As shown in Fig. 7, the adsorbing capacity of coal dust particles increased rapidly and then leveled off with the increase of the adsorption time. For example, the adsorbing capacity of dust particles with diameter of 114.96 μm was enhanced from 4.49 to 8.13 mg/g when the adsorption time increased from 1 min to 15 min; thereafter, its adsorption capacity showed the small changes in the range of 8.13-8.47 mg/g. This because a large number of polar oxygen-containing functional groups were exposed on the surface of coal particles at the initial stage of adsorption, providing many adsorbed sites for surfactant molecules, which made the adsorbing capacity rapidly increase. With the increased number of surfactant molecules on the coal dust surface, the adsorbed sites decreased and then the surfactant adsorption of coal dust would become saturated.

Fig. 7
figure 7

The changes of the surfactant adsorbing capacity with the adsorption time

In addition, from Fig. 7, it can also see that the surfactant adsorption ability of coal dust with different diameters was various. With the dust diameter decreased, the adsorbing quantity was significantly augmented, indicating that coal dust particles with small size need more time to be settled by surfactant solution. For example, the adsorbing quantity of coal dust particles with the diameter (D50) of 7.89 μm was enhanced by 24.58% than that of coal dust particles with the diameter (D50) of 18.71 μm, of which sink time in the surfactant solution was 165.21 s, 92.25 s, respectively. It was verified that coal dust with small size was more hardly settled by surfactant solution. This might because the specific surface area of coal dust was significantly increased with the crush degree increased, making the same quality of coal dust expose more adsorbed sites for surfactant molecules.

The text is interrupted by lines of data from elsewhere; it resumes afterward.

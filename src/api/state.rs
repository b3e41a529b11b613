//! Application state shared by every handler.

use std::sync::Arc;

use crate::domain::TokenService;
use crate::infra::Database;
use crate::services::{AuthService, UserService};

/// Application state containing all services.
#[derive(Clone)]
pub struct AppState {
    /// Authentication service
    pub auth_service: Arc<dyn AuthService>,
    /// User service
    pub user_service: Arc<dyn UserService>,
    /// Validates bearer tokens in the auth middleware
    pub token_service: Arc<dyn TokenService>,
    /// Database handle for health checks; absent when serving without one
    pub database: Option<Database>,
}

impl AppState {
    pub fn new(
        auth_service: Arc<dyn AuthService>,
        user_service: Arc<dyn UserService>,
        token_service: Arc<dyn TokenService>,
    ) -> Self {
        Self {
            auth_service,
            user_service,
            token_service,
            database: None,
        }
    }

    pub fn with_database(mut self, database: Database) -> Self {
        self.database = Some(database);
        self
    }
}
//! User database entity for SeaORM.

use sea_orm::entity::prelude::*;

use crate::domain::{User, UserRole};

#[derive(Clone, Debug, PartialEq, Eq, DeriveEntityModel)]
#[sea_orm(table_name = "users")]
pub struct Model {
    #[sea_orm(primary_key, auto_increment = false)]
    pub id: Uuid,
    pub name: String,
    #[sea_orm(unique)]
    pub email: String,
    pub password: Option<String>,
    pub img: Option<String>,
    pub role: String,
    pub status: bool,
    pub email_validated: bool,
    pub created_at: DateTimeUtc,
    pub updated_at: Option<DateTimeUtc>,
}

#[derive(Copy, Clone, Debug, EnumIter, DeriveRelation)]
pub enum Relation {}

impl ActiveModelBehavior for ActiveModel {}

/// Convert database model to domain entity
impl From<Model> for User {
    fn from(model: Model) -> Self {
        let role = model.role.parse().unwrap_or_else(|_| {
            tracing::warn!(user_id = %model.id, role = %model.role, "Unknown stored role, treating as user");
            UserRole::User
        });

        User {
            id: model.id,
            name: model.name,
            email: model.email,
            password: model.password,
            img: model.img,
            role,
            status: model.status,
            email_validated: model.email_validated,
            created_at: model.created_at,
            updated_at: model.updated_at,
        }
    }
}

However, as shown in Fig. 3, the specific surface area and pore volume of coal dust were significantly increased with the dust diameter decreased, leading to coal dust particles with small size having larger contact area and room to adsorb gas. It made the gas film around dust particle more easily generated, hindering the contact between the surfactant and coal dust surface, which led to the reduction of the surfactant adsorption rate. Through compared the fitting equations (Fig. 7), it was found that “k” values were reduced with the decrease of dust diameters, verifying that the adsorption rate of the surfactant on the coal dust surface decreased with dust size decreased. As shown in Fig. 7, the time required to reach equilibrium adsorption capacity of coal dust with the diameter (D50) of 7.89 μm was significantly longer than that of coal dust with the diameter (D50) of 114.96 μm. Therefore, coal dust with small diameters (especially respirable dust) was more hardly captured using the surfactant-aided dust control technologies.

Effects of surface feature changes on dust control efficiency

To further investigate the relationship between the physical properties of coal dust and dust control efficiency of the surfactant solution, and to reveal the key factors affecting the dust removal efficiency of the surfactant solution, the dust suppression experiments using the solution spray were conducted by self-constructed system (Fig. 1). However, the self-weight of coal dust with different sizes is different, which might affect the dust suppression effect of the surfactant solution. Therefore, it was necessary to analyze effects of self-weight on the dust control efficiency before conducting the dust control experiments of the surfactant solution.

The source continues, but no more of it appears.